The warm-up to the Ardennes classics De Brabantse Pijl (12 Apr) features a number of very tough cobbled climbs (and some uncobbled ones). In truly filthy conditions the women battled around the circuit, with an elite group of seven riders pulling clear and battled all the way to a reduced bunch sprint for the line. And in a continuation of the startling revelation that SD Worx are actually beatable, Silvia Persico made good on the promising form she displayed at Flanders to out-power Demi Vollering and take the win, with Movistar’s German champion Liane Lippert also pushing the Dutchwoman close to take third.

Silvia Persico of UAE Team ADQ celebrates after winning De Brabantse Pijl
Silvia Persico holds on to take the win at Brabantse Pijl

The men’s race was a really tricky one to predict, particularly this year, with arguably the top riders all opting to sit out.

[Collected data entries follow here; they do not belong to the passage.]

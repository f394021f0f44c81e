use chrono::{NaiveDate, TimeZone, Utc};
use uuid::Uuid;

use super::measures::Totals;
use super::*;

const VALUE_PER_CONVERSION: f64 = 100.0;

fn date(day: u32) -> NaiveDate {
    NaiveDate::from_ymd_opt(2024, 3, day).unwrap()
}

fn row(platform: Platform, campaign: &str, day: u32, spend: f64, conversions: f64) -> campaign_metric::Model {
    campaign_metric::Model {
        id: Uuid::new_v4(),
        user_id: Uuid::nil(),
        platform: platform.as_str().to_string(),
        platform_connection_id: None,
        campaign_id: campaign.to_string(),
        campaign_name: format!("Campaign {campaign}"),
        date: date(day),
        spend: Some(spend),
        impressions: Some(1000),
        clicks: Some(50),
        conversions: Some(conversions),
        cost_per_conversion: None,
        conversion_rate: None,
        ctr: None,
        cpc: None,
        roas: None,
        conversion_value: None,
        created_at: Utc.with_ymd_and_hms(2024, 3, 31, 0, 0, 0).unwrap().into(),
    }
}

#[test]
fn empty_summary_is_all_zero() {
    let summary = summarize(&[], &[], VALUE_PER_CONVERSION);
    assert_eq!(summary, MetricSummary::default());
    assert!(!summary.overall_roas.is_nan());
}

#[test]
fn summary_roas_uses_assumed_conversion_value() {
    let rows = vec![row(Platform::GoogleAds, "1", 10, 100.0, 2.0)];
    let summary = summarize(&rows, &[], VALUE_PER_CONVERSION);

    assert_eq!(summary.overall_roas, 2.0);
    assert_eq!(summary.average_cost_per_conversion, 50.0);
    assert_eq!(summary.average_ctr, 0.05);
    assert_eq!(summary.average_cpc, 2.0);
    // No previous data means no change rather than infinity
    assert_eq!(summary.spend_change, 0.0);
}

#[test]
fn summary_reports_change_against_previous_period() {
    let current = vec![row(Platform::GoogleAds, "1", 10, 150.0, 3.0)];
    let previous = vec![row(Platform::GoogleAds, "1", 2, 100.0, 4.0)];
    let summary = summarize(&current, &previous, VALUE_PER_CONVERSION);

    assert_eq!(summary.spend_change, 50.0);
    assert_eq!(summary.conversions_change, -25.0);
    // cost per conversion 25 -> 50
    assert_eq!(summary.cost_per_conversion_change, 100.0);
}

#[test]
fn unreported_measures_sum_as_zero() {
    let mut sparse = row(Platform::TiktokAds, "9", 4, 0.0, 0.0);
    sparse.spend = None;
    sparse.conversions = None;
    sparse.impressions = None;
    sparse.clicks = None;

    assert_eq!(Totals::from_rows([&sparse]), Totals::default());
}

#[test]
fn platform_performance_includes_connected_platforms_without_rows() {
    let rows = vec![row(Platform::FacebookAds, "7", 3, 40.0, 1.0)];
    let performance = platform_performance(&rows, &[Platform::GoogleAds], VALUE_PER_CONVERSION);

    assert_eq!(performance.len(), 2);
    assert_eq!(performance[0].platform, Platform::GoogleAds);
    assert!(performance[0].is_connected);
    assert_eq!(performance[0].spend, 0.0);
    assert_eq!(performance[0].roas, 0.0);

    // Historical data survives a disconnect
    assert_eq!(performance[1].platform, Platform::FacebookAds);
    assert!(!performance[1].is_connected);
    assert_eq!(performance[1].roas, 2.5);
}

#[test]
fn spend_distribution_sums_to_one_hundred() {
    let rows = vec![
        row(Platform::GoogleAds, "1", 1, 30.0, 1.0),
        row(Platform::FacebookAds, "2", 1, 60.0, 1.0),
        row(Platform::TiktokAds, "3", 1, 10.0, 1.0),
    ];
    let distribution =
        spend_distribution(&platform_performance(&rows, &[], VALUE_PER_CONVERSION));

    let total: f64 = distribution.iter().map(|d| d.percentage).sum();
    assert!((total - 100.0).abs() < 1e-9);
    assert!((distribution[1].percentage - 60.0).abs() < 1e-9);
}

#[test]
fn spend_distribution_without_spend_is_all_zero() {
    let performance = platform_performance(
        &[],
        &[Platform::GoogleAds, Platform::TiktokAds],
        VALUE_PER_CONVERSION,
    );
    let distribution = spend_distribution(&performance);

    assert_eq!(distribution.len(), 2);
    assert!(distribution.iter().all(|d| d.percentage == 0.0));
}

#[test]
fn top_campaigns_rank_by_roas_and_truncate() {
    // ROAS 4.2, 1.9, 3.8
    let rows = vec![
        row(Platform::GoogleAds, "a", 1, 100.0, 4.2),
        row(Platform::FacebookAds, "b", 1, 100.0, 1.9),
        row(Platform::TiktokAds, "c", 1, 100.0, 3.8),
    ];
    let top = top_campaigns(&rows, 2, VALUE_PER_CONVERSION);

    let roas: Vec<f64> = top.iter().map(|c| (c.roas * 10.0).round() / 10.0).collect();
    assert_eq!(roas, vec![4.2, 3.8]);
    assert_eq!(top[0].campaign_id, "a");
    assert_eq!(top[1].campaign_id, "c");
}

#[test]
fn top_campaigns_group_by_campaign_and_platform() {
    let rows = vec![
        row(Platform::GoogleAds, "shared", 1, 50.0, 1.0),
        row(Platform::GoogleAds, "shared", 2, 50.0, 1.0),
        row(Platform::FacebookAds, "shared", 1, 10.0, 1.0),
    ];
    let top = top_campaigns(&rows, 10, VALUE_PER_CONVERSION);

    assert_eq!(top.len(), 2);
    let google = top.iter().find(|c| c.platform == Platform::GoogleAds).unwrap();
    assert_eq!(google.spend, 100.0);
    assert_eq!(google.conversions, 2.0);
    assert_eq!(google.roas, 2.0);
}

#[test]
fn top_campaign_ties_break_on_spend_then_id() {
    let rows = vec![
        row(Platform::GoogleAds, "small", 1, 50.0, 1.0),
        row(Platform::GoogleAds, "big", 1, 100.0, 2.0),
        row(Platform::GoogleAds, "also-big", 1, 100.0, 2.0),
    ];
    let ids: Vec<String> = top_campaigns(&rows, 5, VALUE_PER_CONVERSION)
        .into_iter()
        .map(|c| c.campaign_id)
        .collect();
    assert_eq!(ids, vec!["also-big", "big", "small"]);
}

#[test]
fn timeseries_has_one_point_per_day_even_without_rows() {
    let range = DateRange::new(date(1), date(7)).unwrap();
    let points = performance_timeseries(&[], range, TimeseriesMetric::Spend, None, VALUE_PER_CONVERSION);

    assert_eq!(points.len() as i64, range.span_days() + 1);
    assert!(points.windows(2).all(|w| w[0].date < w[1].date));
    assert!(points.iter().all(|p| p.spend == Some(0.0) && p.roas.is_none()));
}

#[test]
fn timeseries_ctr_is_ratio_of_daily_sums() {
    let mut high = row(Platform::GoogleAds, "1", 2, 10.0, 0.0);
    high.impressions = Some(100);
    high.clicks = Some(50);
    high.ctr = Some(0.5);
    let mut low = row(Platform::FacebookAds, "2", 2, 10.0, 0.0);
    low.impressions = Some(900);
    low.clicks = Some(10);
    low.ctr = Some(0.0111);

    let range = DateRange::new(date(1), date(3)).unwrap();
    let points = performance_timeseries(&[high, low], range, TimeseriesMetric::Ctr, None, VALUE_PER_CONVERSION);

    assert_eq!(points[0].ctr, Some(0.0));
    assert_eq!(points[1].ctr, Some(0.06));
    assert_eq!(points[2].ctr, Some(0.0));
}

#[test]
fn timeseries_platform_filter_is_echoed_on_points() {
    let rows = vec![
        row(Platform::GoogleAds, "1", 1, 10.0, 1.0),
        row(Platform::TiktokAds, "2", 1, 90.0, 1.0),
    ];
    let range = DateRange::day(date(1));
    let points = performance_timeseries(
        &rows,
        range,
        TimeseriesMetric::Spend,
        Some(Platform::GoogleAds),
        VALUE_PER_CONVERSION,
    );

    assert_eq!(points.len(), 1);
    assert_eq!(points[0].platform, Some(Platform::GoogleAds));
    assert_eq!(points[0].value(), 10.0);
}

#[test]
fn derived_insights_flag_changes_and_idle_connections() {
    let current = Totals {
        spend: 300.0,
        impressions: 0,
        clicks: 0,
        conversions: 6.0,
    };
    let previous = Totals {
        spend: 100.0,
        impressions: 0,
        clicks: 0,
        conversions: 1.0,
    };
    let now = Utc::now();
    let derived = insights::derive_insights(&current, &previous, VALUE_PER_CONVERSION, &[Platform::TiktokAds], now);

    let kinds: Vec<InsightType> = derived.iter().map(|i| i.insight_type).collect();
    assert_eq!(
        kinds,
        vec![InsightType::Improvement, InsightType::Alert, InsightType::Recommendation]
    );
}

#[test]
fn derived_insights_never_invent_numbers_without_data() {
    let derived = insights::derive_insights(
        &Totals::default(),
        &Totals::default(),
        VALUE_PER_CONVERSION,
        &[],
        Utc::now(),
    );
    assert!(derived.is_empty());
}

#[test]
fn insights_are_newest_first_and_capped() {
    let base = Utc.with_ymd_and_hms(2024, 3, 1, 0, 0, 0).unwrap();
    let all: Vec<MetricInsight> = (0..8)
        .map(|i| MetricInsight {
            insight_type: InsightType::Recommendation,
            title: format!("t{i}"),
            message: String::new(),
            timestamp: base + chrono::Duration::hours(i),
        })
        .collect();

    let merged = insights::merge_newest_first(all);
    assert_eq!(merged.len(), insights::MAX_INSIGHTS);
    assert_eq!(merged[0].title, "t7");
    assert!(merged.windows(2).all(|w| w[0].timestamp >= w[1].timestamp));
}
//! # Platform Connection Handlers
//!
//! Listing, connecting, refreshing and disconnecting a user's ad platform
//! connections. Token columns never leave the server.

use axum::{
    extract::{Path, Query, State, rejection::QueryRejection},
    http::{StatusCode, header::LOCATION},
    response::{IntoResponse, Json, Response},
};
use chrono::{DateTime, Utc};
use serde::{Deserialize, Serialize};
use utoipa::{IntoParams, ToSchema};
use uuid::Uuid;

use crate::auth::CurrentUser;
use crate::error::{ApiError, AppError};
use crate::handlers::types::{ApiQuery, SuccessResponse};
use crate::models::platform_connection;
use crate::platform::Platform;
use crate::server::AppState;

/// A stored connection as the dashboard sees it
#[derive(Debug, Serialize, Deserialize, ToSchema)]
#[serde(rename_all = "camelCase")]
pub struct ConnectionInfo {
    pub id: Uuid,
    pub platform: String,
    pub account_id: Option<String>,
    pub account_name: Option<String>,
    pub expires_at: Option<DateTime<Utc>>,
    /// `expiresAt` has passed and no refresh happened yet
    pub is_expired: bool,
    pub has_refresh_token: bool,
    /// Platform-specific data from the token response, without secrets
    pub metadata: serde_json::Value,
    pub created_at: DateTime<Utc>,
    pub updated_at: DateTime<Utc>,
}

impl ConnectionInfo {
    pub fn from_model(model: platform_connection::Model, now: DateTime<Utc>) -> Self {
        let expires_at = model.expires_at.map(|at| at.with_timezone(&Utc));
        Self {
            id: model.id,
            platform: model.platform,
            account_id: model.account_id,
            account_name: model.account_name,
            is_expired: expires_at.is_some_and(|at| at <= now),
            expires_at,
            has_refresh_token: model.refresh_token_ciphertext.is_some(),
            metadata: model.metadata,
            created_at: model.created_at.with_timezone(&Utc),
            updated_at: model.updated_at.with_timezone(&Utc),
        }
    }
}

/// A platform this server can connect to
#[derive(Debug, Serialize, Deserialize, ToSchema)]
#[serde(rename_all = "camelCase")]
pub struct AvailablePlatform {
    pub platform: Platform,
    pub display_name: String,
    pub supports_pkce: bool,
    pub supports_campaign_details: bool,
    pub is_connected: bool,
}

#[derive(Debug, Deserialize, IntoParams)]
#[serde(rename_all = "camelCase")]
#[into_params(parameter_in = Query)]
pub struct ConnectQuery {
    /// base64url(SHA-256(verifier)) computed by the client
    pub code_challenge: Option<String>,
}

#[derive(Debug, Serialize, Deserialize, ToSchema)]
#[serde(rename_all = "camelCase")]
pub struct AuthUrlResponse {
    /// Where to send the browser to grant access
    pub auth_url: String,
}

/// Parameters the platform appends when redirecting back
#[derive(Debug, Default, Deserialize, IntoParams)]
#[into_params(parameter_in = Query)]
pub struct CallbackQuery {
    pub code: Option<String>,
    pub state: Option<String>,
    pub code_verifier: Option<String>,
    /// Set by the platform when the user declined
    pub error: Option<String>,
}

fn parse_platform(raw: &str) -> Result<Platform, ApiError> {
    raw.parse::<Platform>().map_err(ApiError::from)
}

/// List the current user's connections
#[utoipa::path(
    get,
    path = "/api/platforms",
    security(("session" = [])),
    responses(
        (status = 200, description = "Connections of the current user", body = [ConnectionInfo]),
        (status = 401, description = "Unauthorized", body = ApiError)
    ),
    tag = "platforms"
)]
pub async fn list_connections(
    State(state): State<AppState>,
    CurrentUser(user_id): CurrentUser,
) -> Result<Json<Vec<ConnectionInfo>>, ApiError> {
    let now = Utc::now();
    let connections = state
        .connections
        .list_connections(user_id)
        .await
        .map_err(AppError::from)?;

    Ok(Json(
        connections
            .into_iter()
            .map(|model| ConnectionInfo::from_model(model, now))
            .collect(),
    ))
}

/// List the platforms enabled on this server
#[utoipa::path(
    get,
    path = "/api/platforms/available",
    security(("session" = [])),
    responses(
        (status = 200, description = "Registered platform adapters", body = [AvailablePlatform]),
        (status = 401, description = "Unauthorized", body = ApiError)
    ),
    tag = "platforms"
)]
pub async fn list_available(
    State(state): State<AppState>,
    CurrentUser(user_id): CurrentUser,
) -> Result<Json<Vec<AvailablePlatform>>, ApiError> {
    let connected: Vec<String> = state
        .connections
        .list_connections(user_id)
        .await
        .map_err(AppError::from)?
        .into_iter()
        .map(|connection| connection.platform)
        .collect();

    Ok(Json(
        state
            .registry
            .list_metadata()
            .into_iter()
            .map(|metadata| AvailablePlatform {
                is_connected: connected.iter().any(|p| p == metadata.platform.as_str()),
                platform: metadata.platform,
                display_name: metadata.display_name,
                supports_pkce: metadata.supports_pkce,
                supports_campaign_details: metadata.supports_campaign_details,
            })
            .collect(),
    ))
}

/// Start an OAuth authorization for a platform
#[utoipa::path(
    get,
    path = "/api/platforms/connect/{platform}",
    security(("session" = [])),
    params(
        ("platform" = String, Path, description = "Platform identifier, e.g. 'google_ads'"),
        ConnectQuery
    ),
    responses(
        (status = 200, description = "Authorization URL", body = AuthUrlResponse),
        (status = 400, description = "Unknown or disabled platform", body = ApiError),
        (status = 401, description = "Unauthorized", body = ApiError)
    ),
    tag = "platforms"
)]
pub async fn connect(
    State(state): State<AppState>,
    CurrentUser(user_id): CurrentUser,
    Path(platform): Path<String>,
    ApiQuery(query): ApiQuery<ConnectQuery>,
) -> Result<Json<AuthUrlResponse>, ApiError> {
    let platform = parse_platform(&platform)?;
    let challenge = query.code_challenge.as_deref().filter(|c| !c.is_empty());

    let start = state
        .oauth
        .begin_authorization(user_id, platform, challenge)
        .await?;

    Ok(Json(AuthUrlResponse {
        auth_url: start.auth_url.to_string(),
    }))
}

pub(crate) fn redirect_to_frontend(base: &str, outcome: &str) -> Response {
    let location = format!("{}/?{}=true", base.trim_end_matches('/'), outcome);
    (StatusCode::FOUND, [(LOCATION, location)]).into_response()
}

/// Finish an OAuth authorization and send the browser back to the dashboard
#[utoipa::path(
    get,
    path = "/api/platforms/callback/{platform}",
    security(("session" = [])),
    params(
        ("platform" = String, Path, description = "Platform identifier"),
        CallbackQuery
    ),
    responses(
        (status = 302, description = "Redirect with connection_success=true or connection_error=true"),
        (status = 401, description = "Unauthorized", body = ApiError)
    ),
    tag = "platforms"
)]
pub async fn callback(
    State(state): State<AppState>,
    CurrentUser(user_id): CurrentUser,
    Path(platform): Path<String>,
    query: Result<Query<CallbackQuery>, QueryRejection>,
) -> Response {
    let frontend = &state.config.frontend_base_url;

    let query = match query {
        Ok(Query(query)) => query,
        Err(rejection) => {
            tracing::warn!(%user_id, platform = %platform, error = %rejection.body_text(), "Malformed callback query");
            return redirect_to_frontend(frontend, "connection_error");
        }
    };

    if let Some(error) = query.error.as_deref() {
        tracing::warn!(%user_id, platform = %platform, error, "Platform returned an authorization error");
        return redirect_to_frontend(frontend, "connection_error");
    }

    let platform = match platform.parse::<Platform>() {
        Ok(platform) => platform,
        Err(error) => {
            tracing::warn!(%user_id, error = %error, "Callback for unknown platform");
            return redirect_to_frontend(frontend, "connection_error");
        }
    };

    let result = state
        .oauth
        .complete_authorization(
            user_id,
            platform,
            query.code.as_deref().unwrap_or_default(),
            query.state.as_deref().unwrap_or_default(),
            query.code_verifier.as_deref(),
        )
        .await;

    match result {
        Ok(connection) => {
            tracing::info!(%user_id, %platform, connection_id = %connection.id, "Platform connected");
            redirect_to_frontend(frontend, "connection_success")
        }
        Err(error) => {
            tracing::warn!(%user_id, %platform, error = %error, "Platform connection failed");
            redirect_to_frontend(frontend, "connection_error")
        }
    }
}

/// Remove the connection for a platform
#[utoipa::path(
    delete,
    path = "/api/platforms/{platform}",
    security(("session" = [])),
    params(("platform" = String, Path, description = "Platform identifier")),
    responses(
        (status = 200, description = "Connection removed", body = SuccessResponse),
        (status = 400, description = "Unknown platform", body = ApiError),
        (status = 401, description = "Unauthorized", body = ApiError)
    ),
    tag = "platforms"
)]
pub async fn disconnect(
    State(state): State<AppState>,
    CurrentUser(user_id): CurrentUser,
    Path(platform): Path<String>,
) -> Result<Json<SuccessResponse>, ApiError> {
    let platform = parse_platform(&platform)?;
    let deleted = state
        .connections
        .delete_connection(user_id, platform)
        .await
        .map_err(AppError::from)?;

    if deleted {
        tracing::info!(%user_id, %platform, "Platform disconnected");
    } else {
        tracing::debug!(%user_id, %platform, "Disconnect for a platform that was not connected");
    }
    Ok(Json(SuccessResponse::ok()))
}

/// Refresh a connection's access token now
#[utoipa::path(
    post,
    path = "/api/platforms/{platform}/refresh",
    security(("session" = [])),
    params(("platform" = String, Path, description = "Platform identifier")),
    responses(
        (status = 200, description = "Refreshed connection", body = ConnectionInfo),
        (status = 401, description = "Unauthorized", body = ApiError),
        (status = 409, description = "The platform must be authorized again", body = ApiError)
    ),
    tag = "platforms"
)]
pub async fn refresh(
    State(state): State<AppState>,
    CurrentUser(user_id): CurrentUser,
    Path(platform): Path<String>,
) -> Result<Json<ConnectionInfo>, ApiError> {
    let platform = parse_platform(&platform)?;
    let connection = state.token_refresh.force_refresh(user_id, platform).await?;
    Ok(Json(ConnectionInfo::from_model(connection, Utc::now())))
}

There was a wide spread of potential favourites, and in wet and windy conditions the race split relatively early, as the repeated circuits of the area began to take their toll on riders who didn’t have the legs. A strong attack from Remi Cavagna was followed by a handful of others who bridged to the breakaway and pulled out a gap on the chasing peloton. The strongest of the group were AG2R-Citroen’s Dorian Godon and EF Education-EasyPost’s Ben Healy, both of whom looked equal to everything the parcours could throw at them as they repeatedly distanced the rest on the difficult climbs. Breaking clear of the bunch with 16km remaining, they fought it out all the way to the line, where Godon proved too strong for Healy, outsprinting him to take his biggest career win, and with his teammate Benoit Cosnefroy storming through from the peloton past the remains of the attacking group to take third, the French team kicked off their Ardennes classics campaign in the best possible way.

After that there was just the Giro di Sicilia for a couple of days. Stage 2 was a sprint, but though Mark Cavendish was expected to contest the final he didn’t make it to the front of the bunch. Nor did Elia Viviani, leaving the less likely suspects to battle it out, a battle which was won by Intermarche’s Niccolò Bonifazio. Stage 3 was a hillier affair with a short, twisty climb to finish. Tudor Pro Cycling once again proved they were no just making up the numbers, Swiss champion Joel Suter riding solo to victory, to seal a really strong win from the breakaway.

The week concluded with the first of three Coup de France fixtures, the Classic Grand Besançon Doubs (14 Apr), and even I haven’t watched all of it yet it’s that fresh but I did see the final 5km or so and it was truly compelling, with the French teams going toe-to-toe and some amazing attacking racing up the final climb, with 19-year-old Lenny Martinez putting in continual digs to try and gap Cofidis’ Victor Lafay. In the end, Lafay’s experience and steady climbing won the day, with Martinez' repeated attacks not enough to distance him and leaving the young rider without the strength to sprint for the line. A great race to watch and a great ride from both the winner and runner-up.

And in Sicily, the final stage and overall was taken by Alexey Lutsenko, Astana-Qazaqstan finally off the mark with a win.

And That’s It

I’m going to send this out before any more racing can take place – they really do come thick and fast at this time of year, don’t they?

Until next fortnight’s edition, when we will be almost ready for the Giro d’Italia (gasp, faint, hyperventilate etc) enjoy the racing!